Добрыня запыхтел и постучал пальцем по виску:
— Я не это имел в виду, старая ты балда! Я сказал, что перекусим, в смысле пожрем! У меня в рюкзаке, между прочим, две палки колбасы. Любительской, с чесночком!
— А большие палки-то? — заинтересовался Яромир.
— Средние. Но есть еще хлеб…
У богатырей дружно забурчали животы.
— Пошли скорей! — не выдержал Илья. — А то я уже худеть начал, — он снова похлопал себя по тугому животу.
— Идем, идем, только тихо!
Стараясь не шуметь, друзья двинулись вперед. На дороге лежали тени от огромных елей. Эти тени казались похожими то на ямы, то на сгнившие поваленные деревья. Друзья ступали аккуратно, чтобы не выдать себя. Пламя то замирало, то вспыхивало с новой силой, будто огненная бабочка за стеклом пыталась вырваться на волю. А черные птицы все летели и летели, словно подхваченные ветром. На душе у Яромира стало муторно и тревожно. Такого он еще не видел.

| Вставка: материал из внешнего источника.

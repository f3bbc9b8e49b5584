//! Parser tests.
//!
//! - `stmt`: statement forms, blocks, definitions and assignment targets
//! - `expr`: precedence, postfix chains, literals and interpolation
//! - `errors`: error positions and messages

mod expr;
mod stmt;

use crate::{parse, ParseError};
use jung_ir::{Expr, Program, Stmt, StmtKind};

pub(crate) fn parse_ok(source: &str) -> Program {
    match parse(source) {
        Ok(program) => program,
        Err(e) => panic!("parse failed for {source:?}: {e}"),
    }
}

pub(crate) fn parse_err(source: &str) -> ParseError {
    match parse(source) {
        Ok(program) => panic!("expected parse error for {source:?}, got {program:?}"),
        Err(e) => e,
    }
}

pub(crate) fn single_stmt(source: &str) -> Stmt {
    let mut program = parse_ok(source);
    assert_eq!(program.stmts.len(), 1, "expected one statement in {source:?}");
    program.stmts.remove(0)
}

pub(crate) fn expr_of(source: &str) -> Expr {
    match single_stmt(source).kind {
        StmtKind::Expr(expr) => expr,
        other => panic!("expected expression statement, got {other:?}"),
    }
}
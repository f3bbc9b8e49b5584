//! End-to-end tests for the `jung` binary.

use std::fs;
use std::io::Write;
use std::path::PathBuf;
use std::process::{Command, Output, Stdio};

use pretty_assertions::assert_eq;

fn jung() -> Command {
    let mut cmd = Command::new(env!("CARGO_BIN_EXE_jung"));
    cmd.env_remove("RUST_LOG");
    cmd
}

fn script(name: &str, source: &str) -> PathBuf {
    let path = std::env::temp_dir().join(format!("jungc_cli_{}_{name}.jung", std::process::id()));
    if let Err(e) = fs::write(&path, source) {
        panic!("cannot write {}: {e}", path.display());
    }
    path
}

fn run_script(name: &str, source: &str) -> Output {
    let path = script(name, source);
    let output = match jung().arg(&path).output() {
        Ok(output) => output,
        Err(e) => panic!("cannot run jung: {e}"),
    };
    let _ = fs::remove_file(path);
    output
}

fn stdout(output: &Output) -> String {
    String::from_utf8_lossy(&output.stdout).into_owned()
}

fn stderr(output: &Output) -> String {
    String::from_utf8_lossy(&output.stderr).into_owned()
}

#[test]
fn version_flag() {
    for flag in ["--version", "-v"] {
        let output = match jung().arg(flag).output() {
            Ok(output) => output,
            Err(e) => panic!("cannot run jung: {e}"),
        };
        assert!(output.status.success());
        assert_eq!(stdout(&output), "jung v0.1.0\n");
    }
}

#[test]
fn help_flag() {
    let output = match jung().arg("--help").output() {
        Ok(output) => output,
        Err(e) => panic!("cannot run jung: {e}"),
    };
    assert!(output.status.success());
    assert!(stdout(&output).contains("Usage: jung [file]"));
}

#[test]
fn runs_a_script() {
    let output = run_script(
        "hello",
        "let names = [\"ada\", \"grace\"]\nfor n in names { print \"hi ${n}\" }\n",
    );
    assert!(output.status.success());
    assert_eq!(stdout(&output), "hi ada\nhi grace\n");
    assert_eq!(stderr(&output), "");
}

#[test]
fn runtime_error_exits_with_one() {
    let output = run_script("boom", "print \"start\"\nlet x = 1\nprint x / 0\n");
    assert_eq!(output.status.code(), Some(1));
    assert_eq!(stdout(&output), "start\n");
    assert_eq!(
        stderr(&output),
        "jung runtime error [line 3]: division by zero\n"
    );
}

#[test]
fn parse_error_exits_with_one() {
    let output = run_script("syntax", "let = 5\n");
    assert_eq!(output.status.code(), Some(1));
    assert!(stderr(&output).starts_with("jung: line 1:"));
}

#[test]
fn uncaught_throw_is_reported() {
    let output = run_script("throw", "throw \"nope\"\n");
    assert_eq!(output.status.code(), Some(1));
    assert_eq!(
        stderr(&output),
        "jung runtime error [line 1]: uncaught exception: nope\n"
    );
}

#[test]
fn exit_code_is_forwarded() {
    let output = run_script("exit", "print \"bye\"\nexit(7)\nprint \"unreachable\"\n");
    assert_eq!(output.status.code(), Some(7));
    assert_eq!(stdout(&output), "bye\n");
    assert_eq!(stderr(&output), "");
}

#[test]
fn missing_file() {
    let output = match jung().arg("/no/such/file.jung").output() {
        Ok(output) => output,
        Err(e) => panic!("cannot run jung: {e}"),
    };
    assert_eq!(output.status.code(), Some(1));
    assert!(stderr(&output).starts_with("jung: cannot read '/no/such/file.jung'"));
}

#[test]
fn repl_session_over_stdin() {
    let mut child = match jung()
        .stdin(Stdio::piped())
        .stdout(Stdio::piped())
        .stderr(Stdio::piped())
        .spawn()
    {
        Ok(child) => child,
        Err(e) => panic!("cannot spawn jung: {e}"),
    };
    if let Some(mut stdin) = child.stdin.take() {
        if let Err(e) = stdin.write_all(b"let x = 20\nx + 1\nprint \"p\"\nmissing\nexit\n") {
            panic!("cannot write stdin: {e}");
        }
    }
    let output = match child.wait_with_output() {
        Ok(output) => output,
        Err(e) => panic!("jung did not finish: {e}"),
    };
    assert!(output.status.success());
    let out = stdout(&output);
    assert!(out.contains("jung> 21\n"), "{out}");
    assert!(out.contains("p\n"), "{out}");
    assert_eq!(
        stderr(&output),
        "jung runtime error [line 1]: undefined variable 'missing'\n"
    );
}
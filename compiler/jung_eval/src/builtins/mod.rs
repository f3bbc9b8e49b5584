//! Native function registry.
//!
//! A static name → implementation table. Natives receive already-evaluated
//! arguments; wrong-typed arguments produce a neutral result (empty string,
//! empty array, 0, false or null) rather than an error. Only the
//! higher-order natives re-enter the evaluator.

mod collections;
mod basic;
mod higher_order;
mod io;
mod math;
mod text;

use std::fmt;

use crate::errors::EvalResult;
use crate::interpreter::Interpreter;
use crate::json;
use crate::value::Value;

/// How a native is invoked.
#[derive(Clone, Copy)]
pub enum NativeFn {
    /// Reads its arguments only.
    Pure(fn(&[Value]) -> EvalResult),
    /// Mutates its first argument in place; the caller writes the result
    /// back to the place that argument was read from.
    Mutating(fn(&mut Value, &[Value]) -> EvalResult),
    /// Calls back into the interpreter.
    WithInterpreter(fn(&mut Interpreter, &[Value]) -> EvalResult),
}

/// A named native function; first-class as `Value::Builtin`.
#[derive(Clone, Copy)]
pub struct Builtin {
    pub name: &'static str,
    pub func: NativeFn,
}

impl Builtin {
    /// True for natives whose first argument is written back after the call.
    pub fn is_mutating(&self) -> bool {
        matches!(self.func, NativeFn::Mutating(_))
    }

    const fn pure(name: &'static str, f: fn(&[Value]) -> EvalResult) -> Self {
        Builtin {
            name,
            func: NativeFn::Pure(f),
        }
    }

    const fn mutating(name: &'static str, f: fn(&mut Value, &[Value]) -> EvalResult) -> Self {
        Builtin {
            name,
            func: NativeFn::Mutating(f),
        }
    }

    const fn with_interpreter(
        name: &'static str,
        f: fn(&mut Interpreter, &[Value]) -> EvalResult,
    ) -> Self {
        Builtin {
            name,
            func: NativeFn::WithInterpreter(f),
        }
    }
}

impl fmt::Debug for Builtin {
    fn fmt(&self, f: &mut fmt::Formatter<'_>) -> fmt::Result {
        write!(f, "Builtin({})", self.name)
    }
}

/// Free functions callable by name.
pub(crate) const FUNCTIONS: &[Builtin] = &[
    // Core
    Builtin::pure("str", basic::stringify),
    Builtin::pure("toString", basic::stringify),
    Builtin::pure("stringify", basic::stringify),
    Builtin::pure("len", basic::len),
    Builtin::pure("type", basic::type_of),
    Builtin::mutating("push", basic::push),
    Builtin::mutating("pop", basic::pop),
    Builtin::pure("range", basic::range),
    Builtin::pure("int", basic::int),
    Builtin::pure("float", basic::float),
    Builtin::pure("number", basic::float),
    Builtin::with_interpreter("input", basic::input),
    Builtin::pure("time", basic::time),
    Builtin::with_interpreter("clock", basic::clock),
    Builtin::pure("exit", basic::exit),
    // Strings
    Builtin::pure("split", text::split),
    Builtin::pure("join", text::join),
    Builtin::pure("slice", text::slice),
    // Objects and arrays
    Builtin::pure("keys", collections::keys),
    Builtin::pure("values", collections::values),
    Builtin::pure("has", collections::has),
    Builtin::pure("delete", collections::delete),
    Builtin::pure("sort", collections::sort),
    Builtin::pure("reverse", collections::reverse),
    // Higher-order
    Builtin::with_interpreter("map", higher_order::map),
    Builtin::with_interpreter("filter", higher_order::filter),
    Builtin::with_interpreter("reduce", higher_order::reduce),
    // Math
    Builtin::pure("abs", math::abs),
    Builtin::pure("floor", math::floor),
    Builtin::pure("ceil", math::ceil),
    Builtin::pure("round", math::round),
    Builtin::pure("sqrt", math::sqrt),
    Builtin::pure("min", math::min),
    Builtin::pure("max", math::max),
    Builtin::pure("pow", math::pow),
    // Files
    Builtin::pure("readFile", io::read_file),
    Builtin::pure("writeFile", io::write_file),
    Builtin::pure("appendFile", io::append_file),
    // JSON
    Builtin::pure("jsonParse", json::json_parse),
    Builtin::pure("jsonStringify", json::json_stringify),
];

/// Receiver-style methods: `recv.name(args)` calls `name` with the receiver
/// as the first argument.
const METHODS: &[Builtin] = &[
    // String
    Builtin::pure("upper", text::upper),
    Builtin::pure("lower", text::lower),
    Builtin::pure("trim", text::trim),
    Builtin::pure("contains", text::contains),
    Builtin::pure("replace", text::replace),
    Builtin::pure("indexOf", collections::index_of),
    Builtin::pure("length", basic::length),
    // Array
    Builtin::pure("includes", collections::includes),
    Builtin::pure("flat", collections::flat),
    Builtin::pure("concat", collections::concat),
    Builtin::mutating("push", basic::push),
    Builtin::mutating("pop", basic::pop),
    // Object
    Builtin::pure("keys", collections::keys),
    Builtin::pure("values", collections::values),
    Builtin::pure("has", collections::has),
];

/// Look up a free native function.
pub fn lookup(name: &str) -> Option<Builtin> {
    FUNCTIONS.iter().find(|b| b.name == name).copied()
}

/// Look up a receiver method.
pub fn lookup_method(name: &str) -> Option<Builtin> {
    METHODS.iter().find(|b| b.name == name).copied()
}

// Argument helpers shared by the submodules.

fn arg(args: &[Value], i: usize) -> &Value {
    const NULL: &Value = &Value::Null;
    args.get(i).unwrap_or(NULL)
}

fn number_arg(args: &[Value], i: usize) -> Option<f64> {
    arg(args, i).as_number()
}

fn str_arg(args: &[Value], i: usize) -> Option<&str> {
    arg(args, i).as_str()
}

/// Normalize a possibly negative index against `len`, clamping to `0..=len`.
fn clamp_index(index: f64, len: usize) -> usize {
    let len_i = len as i64;
    let mut i = index as i64;
    if i < 0 {
        i += len_i;
    }
    i.clamp(0, len_i) as usize
}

Украдкой богатырь поглядывал на своих друзей. Куда делась неуклюжая громоздкость Ильи Муромца! Он бесшумной тенью скользил между валунов, деревьев и замшелых светящихся пней. Добрыня и Попович шли рядом. Он чувствовал за спиной их ровное, легкое дыханье. «Ну, раз они не боятся, — подумал он, — значит, и мне неча трусить! В крайнем случае, размечу, потопчу, и вся недолга!»
Идти стало труднее. Темнота навалилась, как душный медведь, и сразу все исчезло: и дорога, и деревья, и камни. Огонь впереди словно бы отделился от земли и, мягко покачиваясь, поплыл в черном древнем небе.
Послышался стук. Илья чуть слышно чертыхнулся. С потревоженной сосны на землю слетела ветка.